Goal of the exercise:
Scan the entries below, and for each line that includes the word "Option", make a copy.
======
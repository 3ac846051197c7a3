//! Pivot extraction and structural labeling.

use crate::domain::{
    Bar, LabeledPivot, Pivot, PivotKind, StructureFlags, StructureLabel, SwingFlags,
};

/// Extract pivots from an annotated bar sequence, preserving order.
///
/// A bar flagged as both swing high and swing low is taken as a High pivot
/// only — the High branch has precedence.
pub fn extract_pivots(bars: &[Bar], flags: &[SwingFlags]) -> Vec<Pivot> {
    debug_assert_eq!(bars.len(), flags.len());
    bars.iter()
        .zip(flags)
        .filter_map(|(bar, flag)| {
            if flag.swing_high {
                Some(Pivot {
                    timestamp: bar.timestamp,
                    price: bar.high,
                    kind: PivotKind::High,
                })
            } else if flag.swing_low {
                Some(Pivot {
                    timestamp: bar.timestamp,
                    price: bar.low,
                    kind: PivotKind::Low,
                })
            } else {
                None
            }
        })
        .collect()
}

/// Assign HH/LH/HL/LL labels by walking pivots in chronological order.
///
/// Each label compares against the most recent pivot of the SAME kind, not
/// the immediately previous pivot. The first pivot of a kind has no
/// reference and takes HH (high) or HL (low). A higher low is bullish
/// continuation, so Low pivots label HL on `price > last_low`.
pub fn label_pivots(pivots: &[Pivot]) -> Vec<LabeledPivot> {
    let mut last_high: Option<f64> = None;
    let mut last_low: Option<f64> = None;

    pivots
        .iter()
        .map(|&pivot| {
            let label = match pivot.kind {
                PivotKind::High => {
                    let label = match last_high {
                        Some(prev) if pivot.price <= prev => StructureLabel::LH,
                        _ => StructureLabel::HH,
                    };
                    last_high = Some(pivot.price);
                    label
                }
                PivotKind::Low => {
                    let label = match last_low {
                        Some(prev) if pivot.price <= prev => StructureLabel::LL,
                        _ => StructureLabel::HL,
                    };
                    last_low = Some(pivot.price);
                    label
                }
            };
            LabeledPivot { pivot, label }
        })
        .collect()
}

/// Fold the labeled sequence into sticky break/change flags.
///
/// A label only counts once a prior pivot of its kind exists (the first HH
/// or HL of a kind is a default, not a signal). Expressed as a monotonic-OR
/// fold over per-pivot contributions: flags can only accumulate, which makes
/// the never-resets invariant hold for every prefix of the sequence.
pub fn structure_flags(labeled: &[LabeledPivot]) -> StructureFlags {
    let mut seen_high = false;
    let mut seen_low = false;

    labeled.iter().fold(StructureFlags::default(), |acc, lp| {
        let had_prior = match lp.pivot.kind {
            PivotKind::High => std::mem::replace(&mut seen_high, true),
            PivotKind::Low => std::mem::replace(&mut seen_low, true),
        };
        let step = StructureFlags {
            break_of_structure: had_prior
                && matches!(lp.label, StructureLabel::HH | StructureLabel::LL),
            change_of_character: had_prior
                && matches!(lp.label, StructureLabel::LH | StructureLabel::HL),
        };
        acc.union(step)
    })
}
//! Market data abstractions and structured error types.
//!
//! The `MarketDataSource` and `InstrumentCatalog` traits abstract over
//! exchanges so the screener can swap implementations and run against fixed
//! fixtures in tests. The orchestrator treats every error here as a soft
//! skip for the affected pair — nothing propagates to the presentation
//! layer as fatal.

use crate::domain::{Bar, Timeframe, ValidationError};
use thiserror::Error;

/// Structured error types for data operations.
#[derive(Debug, Error)]
pub enum MarketDataError {
    #[error("network unreachable: {0}")]
    NetworkUnreachable(String),

    #[error("rate limited by provider (retry after {retry_after_secs}s)")]
    RateLimited { retry_after_secs: u64 },

    #[error("response format changed: {0}")]
    ResponseFormatChanged(String),

    #[error("symbol not found: {symbol}")]
    SymbolNotFound { symbol: String },

    #[error("timeframe {timeframe} is not served by this provider")]
    UnsupportedTimeframe { timeframe: Timeframe },

    #[error("hard stop: data provider has blocked requests (circuit breaker tripped)")]
    CircuitBreakerTripped,

    #[error("malformed bar sequence: {0}")]
    Validation(#[from] ValidationError),

    #[error("data error: {0}")]
    Other(String),
}

/// A source of historical OHLCV bars.
///
/// Implementations validate the bar sequence before returning it — the
/// classification pipeline downstream assumes well-formed input.
pub trait MarketDataSource: Send + Sync {
    /// Human-readable name of this source.
    fn name(&self) -> &str;

    /// Fetch up to `limit` most recent bars for a symbol on a timeframe,
    /// oldest first.
    fn fetch_bars(
        &self,
        symbol: &str,
        timeframe: Timeframe,
        limit: usize,
    ) -> Result<Vec<Bar>, MarketDataError>;

    /// Check if the source is currently usable (not rate-limited, not blocked).
    fn is_available(&self) -> bool {
        true
    }
}

/// Enumerates the tradable instruments that form the scan universe.
pub trait InstrumentCatalog: Send + Sync {
    fn list_symbols(&self) -> Result<Vec<String>, MarketDataError>;
}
======
Completed task:
    let mut last_high: Option<f64> = None;
    let mut last_low: Option<f64> = None;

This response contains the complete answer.